# 2.5L Piston Specs



## S14Mpower (Mar 23, 2004)

Hey Guys,
I'm in the process of rebuiling my engine. Im getting JE pistons. Can anybody help me out on getting some specs for the 2.5L, prefer info from somebody who's done it. Thanks for any help. The info I need is as follows. I havent pulled the head, 
Deck Clearance
2.5L Head Gasket thickness
exact Combustion Chamber volume in cc's
and if anybody did this in California, what compression did you use. and how's the 91 octane working for you?? 
Thanks for anybody's help/ info.


----------



## Jetfire (Jun 20, 2002)

Welcome. 

I was very sorely tempted to go the 2.5 route myself, but I stopped myself somehow. Unfortunately, I didn't do much research on the various piston options, as I had decided to use my original pieces.
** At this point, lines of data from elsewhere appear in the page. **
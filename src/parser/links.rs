//! Hyperlink extraction

use scraper::{Html, Selector};
use serde::{Deserialize, Serialize};
use url::Url;

use crate::urls::normalize_url;

/// A hyperlink found on a page
#[derive(Debug, Clone, PartialEq, Eq, Serialize, Deserialize)]
pub struct Link {
    /// Absolute, normalized target URL
    pub url: String,

    /// Anchor text with whitespace collapsed, original case preserved
    pub text: String,
}

/// Extract every `<a href>` on the page.
///
/// Relative targets resolve against the document's `<base href>` when present,
/// otherwise against `base_url`. Anchors with an empty `href` are skipped.
pub fn extract_links(html: &str, base_url: &str) -> Vec<Link> {
    let document = Html::parse_document(html);
    let Ok(anchor) = Selector::parse("a[href]") else {
        return Vec::new();
    };

    let page_base = Url::parse(base_url).ok();
    let base = document_base(&document, page_base.as_ref()).or(page_base);

    document
        .select(&anchor)
        .filter_map(|element| {
            let href = element.value().attr("href")?.trim();
            if href.is_empty() {
                return None;
            }
            let resolved = match &base {
                Some(base) => base.join(href).ok()?,
                None => Url::parse(href).ok()?,
            };
            let text = element
                .text()
                .collect::<String>()
                .split_whitespace()
                .collect::<Vec<_>>()
                .join(" ");
            Some(Link {
                url: normalize_url(resolved.as_str()),
                text,
            })
        })
        .collect()
}

fn document_base(document: &Html, page_base: Option<&Url>) -> Option<Url> {
    let selector = Selector::parse("base[href]").ok()?;
    let href = document.select(&selector).next()?.value().attr("href")?;
    match page_base {
        Some(page) => page.join(href).ok(),
        None => Url::parse(href).ok(),
    }
}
The info you want is definitely out there. I suggest you either pose your questions to the E30 M3 SIG (a group within BMWCCA), or to the folks at iigomotiv:

http://www.iigomotiv.com

Jefrem helped me out immensely when I went through my own rebuild (which culminated just last week). He probably have the engine specs tattooed to his eyelids by now.  Good luck.


----------



## Jetfire (Jun 20, 2002)

BTW: Most of the "2.5L kits" available from places like Turner use 11.25:1 pistons, or somewhere in that generaly area. I've heard conflicting things about whether those pistons have detonation issues on CA gas. If you plan to run your car primarily on the street, you might want to step back on the compression a bit. Stepping back a smidge won't leave you all that far down on power, and it should definitely help with engine preservation. At least, that's what I was told months ago.


----------



## S14Mpower (Mar 23, 2004)

Thanks for the info. believe me I've been doing the research, I have specs from a friend who's popping a stroked s14 into his 2002. But he doesn't have some of the specs that i need. This is primarily a driving school/ weekend car.


----------



## Bruce (Dec 24, 2001)

iigomotiv will have a chip for 2.5s with 91 gas for Calfornia.


----------



## S14Mpower (Mar 23, 2004)

Bruce said:


> iigomotiv will have a chip for 2.5s with 91 gas for Calfornia.


Thanks Bruce


----------